**WHAT TO DO:** State the number of lines that hold "really" in the records below, with no other words.

[Saved data entries]
• • • • •

//! JSON Lines (JSONL) output writer.
//!
//! One entry per line, which suits streaming consumers and data pipelines.

use std::fs::File;
use std::io::{BufWriter, Write};

use crate::Entry;
use crate::core::models::OutputConfig;
use crate::error::ChatlensError;

use super::{OutputRecord, selected};

/// Writes entries to JSONL (JSON Lines) format.
///
/// Each line is a valid JSON object:
/// ```jsonl
/// {"timestamp":"2023-02-01 10:00:00","author":"Alice","body":"hello"}
/// {"timestamp":"2023-02-01 10:05:00","author":"Bob","body":"hi there"}
/// ```
pub fn write_jsonl(
    entries: &[Entry],
    output_path: &str,
    config: &OutputConfig,
) -> Result<(), ChatlensError> {
    let file = File::create(output_path)?;
    let mut writer = BufWriter::new(file);
    write_lines(entries, &mut writer, config)?;
    writer.flush()?;
    Ok(())
}

/// Converts entries to a JSONL string.
pub fn to_jsonl(entries: &[Entry], config: &OutputConfig) -> Result<String, ChatlensError> {
    let mut buffer = Vec::new();
    write_lines(entries, &mut buffer, config)?;
    Ok(String::from_utf8(buffer)?)
}

fn write_lines<W: Write>(
    entries: &[Entry],
    writer: &mut W,
    config: &OutputConfig,
) -> Result<(), ChatlensError> {
    for entry in selected(entries, config) {
        let line = serde_json::to_string(&OutputRecord::from_entry(entry, config))?;
        writeln!(writer, "{line}")?;
    }
    Ok(())
}

#[cfg(test)]
mod tests {
    use super::*;
    use chrono::NaiveDate;
    use tempfile::NamedTempFile;

    fn entry(author: &str, body: &str) -> Entry {
        let ts = NaiveDate::from_ymd_opt(2024, 6, 15)
            .unwrap()
            .and_hms_opt(12, 30, 0)
            .unwrap();
        Entry::build(ts, author, body)
    }

    #[test]
    fn test_write_jsonl_basic() {
        let entries = vec![entry("Alice", "Hello"), entry("Bob", "Hi")];

        let temp_file = NamedTempFile::new().unwrap();
        let path = temp_file.path().to_str().unwrap();

        write_jsonl(&entries, path, &OutputConfig::new()).unwrap();

        let content = std::fs::read_to_string(path).unwrap();
        let lines: Vec<&str> = content.lines().collect();
        assert_eq!(lines.len(), 2);

        let first: serde_json::Value = serde_json::from_str(lines[0]).unwrap();
        assert_eq!(first["author"], "Alice");
        assert_eq!(first["body"], "Hello");

        let second: serde_json::Value = serde_json::from_str(lines[1]).unwrap();
        assert_eq!(second["author"], "Bob");
    }

    #[test]
    fn test_jsonl_no_array_brackets() {
        let content = to_jsonl(&[entry("Alice", "Hello")], &OutputConfig::new()).unwrap();
        assert!(!content.starts_with('['));
        assert!(content.ends_with('\n'));
    }

    #[test]
    fn test_jsonl_multiline_body_stays_on_one_line() {
        let content = to_jsonl(&[entry("Alice", "a\nb")], &OutputConfig::new()).unwrap();
        assert_eq!(content.lines().count(), 1);
        assert!(content.contains(r#""body":"a\nb""#));
    }
}
//! Derived views over the entry stream and its exports.
//!
//! Entries leave the parser immutable. Everything here either narrows them
//! ([`filter`]) or serializes them ([`output`]), steered by
//! [`OutputConfig`](models::OutputConfig).
//!
//! ```rust
//! # #[cfg(feature = "csv-output")]
//! # fn main() -> chatlens::Result<()> {
//! use chatlens::core::{FilterConfig, OutputConfig, apply_filters, to_csv};
//! use chatlens::parser::TranscriptParser;
//!
//! let transcript = TranscriptParser::new()
//!     .parse_str("1/2/23, 10:00 - Alice: hi\n1/2/23, 10:01 - Bob: hey");
//! let bob = apply_filters(transcript.into_entries(), &FilterConfig::new().with_author("Bob"));
//!
//! let csv = to_csv(&bob, &OutputConfig::new())?;
//! assert_eq!(csv.lines().count(), 2);
//! # Ok(())
//! # }
//! # #[cfg(not(feature = "csv-output"))]
//! # fn main() {}
//! ```

pub mod filter;
pub mod models;
pub mod output;

pub use filter::{FilterConfig, apply_filters};
pub use models::OutputConfig;

#[cfg(feature = "csv-output")]
pub use output::{to_csv, write_csv};
#[cfg(feature = "json-output")]
pub use output::{to_json, to_jsonl, write_json, write_jsonl};
//! Emoji frequency.

use std::sync::LazyLock;

use regex::Regex;
use serde::Serialize;

use super::{Selection, rank, selected_text};
use crate::Entry;

// Single code points with the Emoji property. ASCII digits, `#` and `*` carry
// the property too and are filtered out by `is_emoji`.
static EMOJI_RE: LazyLock<Regex> =
    LazyLock::new(|| Regex::new(r"\p{Emoji}").expect("valid emoji regex"));

/// Returns `true` if `c` is an emoji code point.
pub fn is_emoji(c: char) -> bool {
    if c.is_ascii() {
        return false;
    }
    let mut buf = [0u8; 4];
    EMOJI_RE.is_match(c.encode_utf8(&mut buf))
}

/// Emoji code points of a text, in order.
pub fn emojis_in(text: &str) -> impl Iterator<Item = char> + '_ {
    EMOJI_RE
        .find_iter(text)
        .filter_map(|m| m.as_str().chars().next())
        .filter(|c| !c.is_ascii())
}

/// An emoji and how often it appeared.
#[derive(Debug, Clone, PartialEq, Eq, Serialize)]
pub struct EmojiCount {
    pub emoji: char,
    pub count: usize,
}

/// Returns the `n` most used emojis in non-media messages.
///
/// Multi-code-point sequences are counted per code point, so a skin-tone
/// variant counts both the base emoji and the modifier.
pub fn emoji_frequency(selection: &Selection, entries: &[Entry], n: usize) -> Vec<EmojiCount> {
    rank(selected_text(selection, entries).flat_map(|e| emojis_in(e.body())))
        .into_iter()
        .take(n)
        .map(|(emoji, count)| EmojiCount { emoji, count })
        .collect()
}

#[cfg(test)]
mod tests {
    use super::*;
    use crate::analytics::test_support::entry_at;

    #[test]
    fn test_is_emoji() {
        assert!(is_emoji('😂'));
        assert!(is_emoji('❤'));
        assert!(is_emoji('🎉'));
        assert!(!is_emoji('a'));
        assert!(!is_emoji('1'));
        assert!(!is_emoji('#'));
        assert!(!is_emoji('ভ'));
    }

    #[test]
    fn test_emojis_in() {
        let found: Vec<char> = emojis_in("ha 😂😂 ok 👍 #1").collect();
        assert_eq!(found, vec!['😂', '😂', '👍']);
    }

    #[test]
    fn test_emoji_frequency() {
        let entries = vec![
            entry_at(0, "Alice", "😂 that was funny 😂"),
            entry_at(1, "Bob", "👍"),
            entry_at(2, "Bob", "<Media omitted> 🎉"),
            entry_at(3, "Alice", "👍 sure"),
        ];

        let overall = emoji_frequency(&Selection::Overall, &entries, 20);
        assert_eq!(
            overall,
            vec![
                EmojiCount { emoji: '😂', count: 2 },
                EmojiCount { emoji: '👍', count: 2 },
            ]
        );

        let bob = emoji_frequency(&Selection::user("Bob"), &entries, 20);
        assert_eq!(bob, vec![EmojiCount { emoji: '👍', count: 1 }]);

        assert_eq!(emoji_frequency(&Selection::Overall, &entries, 1).len(), 1);
    }

    #[test]
    fn test_emoji_frequency_empty() {
        assert!(emoji_frequency(&Selection::Overall, &[], 20).is_empty());
    }
}
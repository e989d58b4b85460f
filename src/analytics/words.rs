//! Stop-word filtering and word frequency.

use std::collections::HashSet;
use std::fs;
use std::io;
use std::path::Path;

use serde::Serialize;
use tracing::{debug, warn};

use super::{Selection, rank, selected_text};
use crate::Entry;
use crate::config::AnalyticsConfig;

/// A set of words ignored by word statistics.
///
/// Lookups are case-insensitive.
#[derive(Debug, Clone, Default, PartialEq, Eq)]
pub struct StopWords {
    words: HashSet<String>,
}

impl StopWords {
    /// Creates an empty set.
    pub fn new() -> Self {
        Self::default()
    }

    /// Builds a set from a list of words.
    pub fn from_words<I, S>(words: I) -> Self
    where
        I: IntoIterator<Item = S>,
        S: AsRef<str>,
    {
        Self {
            words: words
                .into_iter()
                .map(|w| w.as_ref().trim().to_lowercase())
                .filter(|w| !w.is_empty())
                .collect(),
        }
    }

    /// Parses line-delimited text, one word per line. Blank lines are skipped.
    pub fn parse(text: &str) -> Self {
        Self::from_words(text.lines())
    }

    /// Loads a line-delimited stop-word file.
    ///
    /// A missing or unreadable file is not an error: a warning is logged and
    /// the returned set is empty.
    pub fn load(path: &Path) -> Self {
        match fs::read_to_string(path) {
            Ok(text) => {
                let words = Self::parse(&text);
                debug!(path = %path.display(), count = words.len(), "loaded stop words");
                words
            }
            Err(err) if err.kind() == io::ErrorKind::NotFound => {
                warn!(path = %path.display(), "stop-word file not found, using an empty set");
                Self::new()
            }
            Err(err) => {
                warn!(path = %path.display(), error = %err, "cannot read stop-word file, using an empty set");
                Self::new()
            }
        }
    }

    /// Loads the file named by the configuration, or returns an empty set.
    pub fn from_config(config: &AnalyticsConfig) -> Self {
        config
            .stop_words_path
            .as_deref()
            .map_or_else(Self::new, Self::load)
    }

    pub fn contains(&self, word: &str) -> bool {
        self.words.contains(&word.to_lowercase())
    }

    pub fn len(&self) -> usize {
        self.words.len()
    }

    pub fn is_empty(&self) -> bool {
        self.words.is_empty()
    }
}

/// Returns the tokens a word cloud would be drawn from.
///
/// Tokens come from non-media messages split on whitespace, keep their
/// original case, and must be longer than one character and not a stop word.
pub fn word_cloud_tokens(
    selection: &Selection,
    entries: &[Entry],
    stop_words: &StopWords,
) -> Vec<String> {
    selected_text(selection, entries)
        .flat_map(|e| e.body().split_whitespace())
        .filter(|w| w.chars().count() > 1 && !stop_words.contains(w))
        .map(str::to_string)
        .collect()
}

/// A word and its frequency.
#[derive(Debug, Clone, PartialEq, Eq, Serialize)]
pub struct WordCount {
    pub word: String,
    pub count: usize,
}

/// Returns the `n` most frequent words in non-media messages.
///
/// Words are lower-cased and must be purely alphabetic, longer than one
/// character and not a stop word. Ties keep first-occurrence order.
pub fn most_common_words(
    selection: &Selection,
    entries: &[Entry],
    stop_words: &StopWords,
    n: usize,
) -> Vec<WordCount> {
    let words = selected_text(selection, entries).flat_map(|e| {
        e.body()
            .to_lowercase()
            .split_whitespace()
            .filter(|w| {
                w.chars().count() > 1
                    && w.chars().all(char::is_alphabetic)
                    && !stop_words.contains(w)
            })
            .map(str::to_string)
            .collect::<Vec<_>>()
    });

    rank(words)
        .into_iter()
        .take(n)
        .map(|(word, count)| WordCount { word, count })
        .collect()
}
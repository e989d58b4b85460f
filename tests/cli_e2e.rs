//! End-to-end CLI tests for chatlens.
//!
//! These tests verify the complete CLI workflow by running the actual binary
//! with various arguments and checking the output.
//!
//! # Test Categories
//!
//! - **parse**: entry export in every format, with filters and flags
//! - **report**: summary report, per-user selection, stop words, lexicon
//! - **users**: participant listing
//! - **Error handling**: empty and unreadable transcripts, bad arguments
//!
//! # Running Tests
//!
//! ```bash
//! cargo test --test cli_e2e
//! ```

use assert_cmd::Command;
use predicates::prelude::*;
use std::fs;
use std::path::PathBuf;
use tempfile::{TempDir, tempdir};

// ============================================================================
// Test Fixtures
// ============================================================================

const CHAT: &str = "\
1/2/23, 09:58 - Messages and calls are end-to-end encrypted. No one outside of this chat can read them.
1/2/23, 10:00 - Alice: Good morning, great day!
1/2/23, 10:05 - Bob: morning 😀
1/2/23, 10:06 - Bob: <Media omitted>
1/2/23, 10:30 - Carol: plans at https://www.example.com/plans
1/2/23, 14:00 - Carol left
3/2/23, 09:00 - Bob: anyone up; \"really\"?
3/2/23, 09:10 - Alice: terrible weather today";

/// Creates a temporary directory with transcript fixtures.
fn setup_fixtures() -> TempDir {
    let dir = tempdir().expect("Failed to create temp dir");

    fs::write(dir.path().join("chat.txt"), CHAT).unwrap();
    fs::write(dir.path().join("empty.txt"), "").unwrap();
    fs::write(dir.path().join("notes.txt"), "shopping list\nmilk\neggs").unwrap();
    fs::write(
        dir.path().join("bad_dates.txt"),
        "31/31/23, 10:00 - Alice: x\n40/40/23, 10:00 - Bob: y",
    )
    .unwrap();
    fs::write(dir.path().join("stop_words.txt"), "good\nmorning\n").unwrap();
    fs::write(dir.path().join("lexicon.tsv"), "weather\t3.0\n").unwrap();

    dir
}

fn chatlens_cmd() -> Command {
    let cmd = std::process::Command::new(env!("CARGO_BIN_EXE_chatlens"));
    Command::from_std(cmd)
}

fn fixture(dir: &TempDir, name: &str) -> String {
    dir.path().join(name).to_str().unwrap().to_string()
}

fn output_path(dir: &TempDir, name: &str) -> PathBuf {
    dir.path().join(name)
}

// ============================================================================
// parse
// ============================================================================

mod parse_command {
    use super::*;

    #[test]
    fn test_parse_to_csv() {
        let fixtures = setup_fixtures();
        let output = output_path(&fixtures, "out.csv");

        chatlens_cmd()
            .args(["parse", &fixture(&fixtures, "chat.txt"), "-o"])
            .arg(&output)
            .assert()
            .success()
            .stdout(predicate::str::contains("Found 8 entries"))
            .stdout(predicate::str::contains("Done"));

        let content = fs::read_to_string(&output).unwrap();
        assert!(content.starts_with("Timestamp;Author;Body\n"));
        assert!(content.contains("2023-02-01 10:00:00;Alice;Good morning, great day!"));
        assert!(content.contains("group_notification;Carol left"));
        assert!(content.contains("\"anyone up; \"\"really\"\"?\""));
    }

    #[test]
    fn test_parse_to_json_with_derived() {
        let fixtures = setup_fixtures();
        let output = output_path(&fixtures, "out.json");

        chatlens_cmd()
            .args(["parse", &fixture(&fixtures, "chat.txt"), "-f", "json", "--derived", "-o"])
            .arg(&output)
            .assert()
            .success();

        let content = fs::read_to_string(&output).unwrap();
        let parsed: serde_json::Value = serde_json::from_str(&content).unwrap();
        let entries = parsed.as_array().unwrap();
        assert_eq!(entries.len(), 8);
        assert_eq!(entries[1]["author"], "Alice");
        assert_eq!(entries[1]["day_name"], "Wednesday");
        assert_eq!(entries[1]["period"], "10-11");
    }

    #[test]
    fn test_parse_to_jsonl_participants_only() {
        let fixtures = setup_fixtures();
        let output = output_path(&fixtures, "out.jsonl");

        chatlens_cmd()
            .args(["parse", &fixture(&fixtures, "chat.txt"), "-f", "ndjson"])
            .arg("--participants-only")
            .arg("-o")
            .arg(&output)
            .assert()
            .success();

        let content = fs::read_to_string(&output).unwrap();
        let lines: Vec<&str> = content.lines().collect();
        assert_eq!(lines.len(), 6);
        for line in lines {
            let value: serde_json::Value = serde_json::from_str(line).unwrap();
            assert_ne!(value["author"], "group_notification");
        }
    }

    #[test]
    fn test_parse_default_output_follows_format() {
        let fixtures = setup_fixtures();

        chatlens_cmd()
            .current_dir(fixtures.path())
            .args(["parse", "chat.txt", "-f", "jsonl"])
            .assert()
            .success();

        assert!(fixtures.path().join("entries.jsonl").exists());
        assert!(!fixtures.path().join("entries.csv").exists());
    }

    #[test]
    fn test_parse_with_filters() {
        let fixtures = setup_fixtures();
        let output = output_path(&fixtures, "filtered.csv");

        chatlens_cmd()
            .args([
                "parse",
                &fixture(&fixtures, "chat.txt"),
                "--after",
                "2023-02-02",
                "--from",
                "alice",
                "-o",
            ])
            .arg(&output)
            .assert()
            .success()
            .stdout(predicate::str::contains("1 of 8 entries kept"));

        let content = fs::read_to_string(&output).unwrap();
        assert!(content.contains("terrible weather today"));
        assert!(!content.contains("Good morning"));
    }

    #[test]
    fn test_parse_invalid_date_filter() {
        let fixtures = setup_fixtures();

        chatlens_cmd()
            .args(["parse", &fixture(&fixtures, "chat.txt"), "--after", "02/01/2023"])
            .assert()
            .failure()
            .stderr(predicate::str::contains("Invalid date"));
    }
}

// ============================================================================
// report / users
// ============================================================================

mod report_command {
    use super::*;

    #[test]
    fn test_report_overall() {
        let fixtures = setup_fixtures();

        chatlens_cmd()
            .args(["report", &fixture(&fixtures, "chat.txt")])
            .assert()
            .success()
            .stdout(predicate::str::contains("Analysis Summary for: Overall"))
            .stdout(predicate::str::contains("Total Messages: 8"))
            .stdout(predicate::str::contains("Sentiment Overview:"))
            .stdout(predicate::str::contains("Media:     1"))
            .stdout(predicate::str::contains("example.com"))
            .stdout(predicate::str::contains("Most active:"))
            .stdout(predicate::str::contains("Conversation starters:"));
    }

    #[test]
    fn test_report_for_user_skips_group_sections() {
        let fixtures = setup_fixtures();

        chatlens_cmd()
            .args(["report", &fixture(&fixtures, "chat.txt"), "--user", "Bob"])
            .assert()
            .success()
            .stdout(predicate::str::contains("Analysis Summary for: Bob"))
            .stdout(predicate::str::contains("Total Messages: 3"))
            .stdout(predicate::str::contains("Most active:").not());
    }

    #[test]
    fn test_report_unknown_user() {
        let fixtures = setup_fixtures();

        chatlens_cmd()
            .args(["report", &fixture(&fixtures, "chat.txt"), "-u", "Nobody"])
            .assert()
            .success()
            .stdout(predicate::str::contains("No data available."));
    }

    #[test]
    fn test_report_with_stop_words() {
        let fixtures = setup_fixtures();

        chatlens_cmd()
            .args(["report", &fixture(&fixtures, "chat.txt"), "--stop-words"])
            .arg(fixture(&fixtures, "stop_words.txt"))
            .assert()
            .success()
            .stdout(predicate::str::contains("- morning:").not());
    }

    #[test]
    fn test_report_with_missing_stop_words_still_runs() {
        let fixtures = setup_fixtures();

        chatlens_cmd()
            .args(["report", &fixture(&fixtures, "chat.txt"), "--stop-words"])
            .arg(fixture(&fixtures, "missing.txt"))
            .assert()
            .success()
            .stdout(predicate::str::contains("Top 5 Most Common Words:"));
    }

    #[test]
    fn test_report_with_lexicon() {
        let fixtures = setup_fixtures();

        chatlens_cmd()
            .args(["report", &fixture(&fixtures, "chat.txt"), "--lexicon"])
            .arg(fixture(&fixtures, "lexicon.tsv"))
            .assert()
            .success()
            .stdout(predicate::str::contains("Sentiment Overview:"));
    }

    #[test]
    fn test_report_with_malformed_lexicon() {
        let fixtures = setup_fixtures();
        let lexicon = output_path(&fixtures, "broken.tsv");
        fs::write(&lexicon, "weather\tvery\n").unwrap();

        chatlens_cmd()
            .args(["report", &fixture(&fixtures, "chat.txt"), "--lexicon"])
            .arg(&lexicon)
            .assert()
            .failure()
            .stderr(predicate::str::contains("Invalid lexicon at line 1"));
    }

    #[test]
    fn test_users_lists_participants() {
        let fixtures = setup_fixtures();

        chatlens_cmd()
            .args(["users", &fixture(&fixtures, "chat.txt")])
            .assert()
            .success()
            .stdout(predicate::str::contains("Participants: 3"))
            .stdout(predicate::str::contains("Bob"))
            .stdout(predicate::str::contains("group_notification").not());
    }
}

// ============================================================================
// Error Handling Tests
// ============================================================================

mod error_handling {
    use super::*;

    #[test]
    fn test_empty_file_exits_with_guidance() {
        let fixtures = setup_fixtures();

        chatlens_cmd()
            .args(["users", &fixture(&fixtures, "empty.txt")])
            .assert()
            .failure()
            .stderr(predicate::str::contains("empty"))
            .stderr(predicate::str::contains("Export chat"));
    }

    #[test]
    fn test_file_without_timestamps() {
        let fixtures = setup_fixtures();

        chatlens_cmd()
            .args(["report", &fixture(&fixtures, "notes.txt")])
            .assert()
            .failure()
            .stderr(predicate::str::contains("No timestamped lines"));
    }

    #[test]
    fn test_file_with_unreadable_dates() {
        let fixtures = setup_fixtures();

        chatlens_cmd()
            .args(["parse", &fixture(&fixtures, "bad_dates.txt")])
            .current_dir(fixtures.path())
            .assert()
            .failure()
            .stderr(predicate::str::contains("none could be read"));

        assert!(!fixtures.path().join("entries.csv").exists());
    }

    #[test]
    fn test_missing_input_file() {
        chatlens_cmd()
            .args(["users", "/nonexistent/chat.txt"])
            .assert()
            .failure()
            .stderr(predicate::str::contains("Error"));
    }

    #[test]
    fn test_unknown_format() {
        let fixtures = setup_fixtures();

        chatlens_cmd()
            .args(["parse", &fixture(&fixtures, "chat.txt"), "-f", "xml"])
            .assert()
            .failure();
    }

    #[test]
    fn test_missing_subcommand() {
        chatlens_cmd().assert().failure();
    }

    #[test]
    fn test_version_flag() {
        chatlens_cmd()
            .arg("--version")
            .assert()
            .success()
            .stdout(predicate::str::contains("chatlens"));
    }
}
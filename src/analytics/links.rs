//! URL extraction and domain frequency.

use std::sync::LazyLock;

use regex::Regex;
use serde::Serialize;
use tracing::debug;
use url::{ParseError, Url};

use super::{Selection, rank, selected_text};
use crate::Entry;

static URL_RE: LazyLock<Regex> =
    LazyLock::new(|| Regex::new(r"https?://\S+|www\.\S+").expect("valid URL regex"));

/// Returns every URL-looking run in the text, in order.
pub fn extract_urls(text: &str) -> Vec<&str> {
    URL_RE.find_iter(text).map(|m| m.as_str()).collect()
}

/// Domain recorded for links that cannot be parsed as URLs.
pub const UNKNOWN_DOMAIN: &str = "unknown_domain";

/// Returns the network location of a URL: its host, plus `:port` when the
/// port is not the scheme's default.
///
/// Links without a scheme (`www.example.com/page`) have no network location
/// and yield an empty string. Other unparsable links yield
/// [`UNKNOWN_DOMAIN`].
///
/// ```
/// use chatlens::analytics::links::netloc;
///
/// assert_eq!(netloc("https://Example.com:8443/a"), "example.com:8443");
/// assert_eq!(netloc("www.example.com/page"), "");
/// ```
pub fn netloc(link: &str) -> String {
    match Url::parse(link) {
        Ok(url) => {
            let host = url.host_str().unwrap_or_default();
            match url.port() {
                Some(port) => format!("{host}:{port}"),
                None => host.to_string(),
            }
        }
        Err(ParseError::RelativeUrlWithoutBase) => String::new(),
        Err(e) => {
            debug!(link, error = %e, "unparsable link");
            UNKNOWN_DOMAIN.to_string()
        }
    }
}

/// A domain and how many links pointed to it.
#[derive(Debug, Clone, PartialEq, Eq, Serialize)]
pub struct DomainCount {
    pub domain: String,
    pub count: usize,
}

/// Counts link domains in non-media entries, most frequent first.
///
/// A leading `www.` is stripped from each domain.
pub fn url_domains(selection: &Selection, entries: &[Entry]) -> Vec<DomainCount> {
    let domains = selected_text(selection, entries)
        .flat_map(|e| extract_urls(e.body()))
        .map(|link| {
            let host = netloc(link);
            match host.strip_prefix("www.") {
                Some(stripped) => stripped.to_string(),
                None => host,
            }
        });

    rank(domains)
        .into_iter()
        .map(|(domain, count)| DomainCount { domain, count })
        .collect()
}

#[cfg(test)]
mod tests {
    use super::*;
    use crate::analytics::test_support::entry_at;

    #[test]
    fn test_extract_urls() {
        let urls = extract_urls("see https://a.com/x and www.b.org, also http://c.net");
        assert_eq!(urls, vec!["https://a.com/x", "www.b.org,", "http://c.net"]);
        assert!(extract_urls("no links here").is_empty());
    }

    #[test]
    fn test_netloc() {
        assert_eq!(netloc("https://www.example.com/path?q=1"), "www.example.com");
        assert_eq!(netloc("http://host:8080#frag"), "host:8080");
        assert_eq!(netloc("https://example.com"), "example.com");
        assert_eq!(netloc("www.example.com/page"), "");
    }

    #[test]
    fn test_netloc_follows_url_standard() {
        assert_eq!(netloc("https://example.com\\evil"), "example.com");
        assert_eq!(netloc("ftp+x://a.b/c"), "a.b");
        assert_eq!(netloc("HTTPS://WWW.Example.COM/"), "www.example.com");
        assert_eq!(netloc("https://example.com:443/x"), "example.com");
        assert_eq!(netloc("http://[::1"), UNKNOWN_DOMAIN);
    }

    #[test]
    fn test_url_domains_unparsable_and_schemeless() {
        let entries = vec![entry_at(
            0,
            "Alice",
            "www.site.org and http://[oops and https://www.site.org",
        )];
        let domains = url_domains(&Selection::Overall, &entries);
        assert_eq!(
            domains,
            vec![
                DomainCount { domain: String::new(), count: 1 },
                DomainCount { domain: UNKNOWN_DOMAIN.to_string(), count: 1 },
                DomainCount { domain: "site.org".to_string(), count: 1 },
            ]
        );
    }

    #[test]
    fn test_url_domains_counts_and_strips_www() {
        let entries = vec![
            entry_at(0, "Alice", "https://www.youtube.com/watch?v=1"),
            entry_at(1, "Bob", "https://youtube.com/shorts/2 and https://rust-lang.org"),
            entry_at(2, "Alice", "<Media omitted> https://ignored.com"),
        ];

        let domains = url_domains(&Selection::Overall, &entries);
        assert_eq!(
            domains,
            vec![
                DomainCount { domain: "youtube.com".to_string(), count: 2 },
                DomainCount { domain: "rust-lang.org".to_string(), count: 1 },
            ]
        );

        let alice = url_domains(&Selection::user("Alice"), &entries);
        assert_eq!(alice.len(), 1);
    }

    #[test]
    fn test_url_domains_empty() {
        assert!(url_domains(&Selection::Overall, &[]).is_empty());
    }
}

• • • • •

**TASK ANSWER:** 2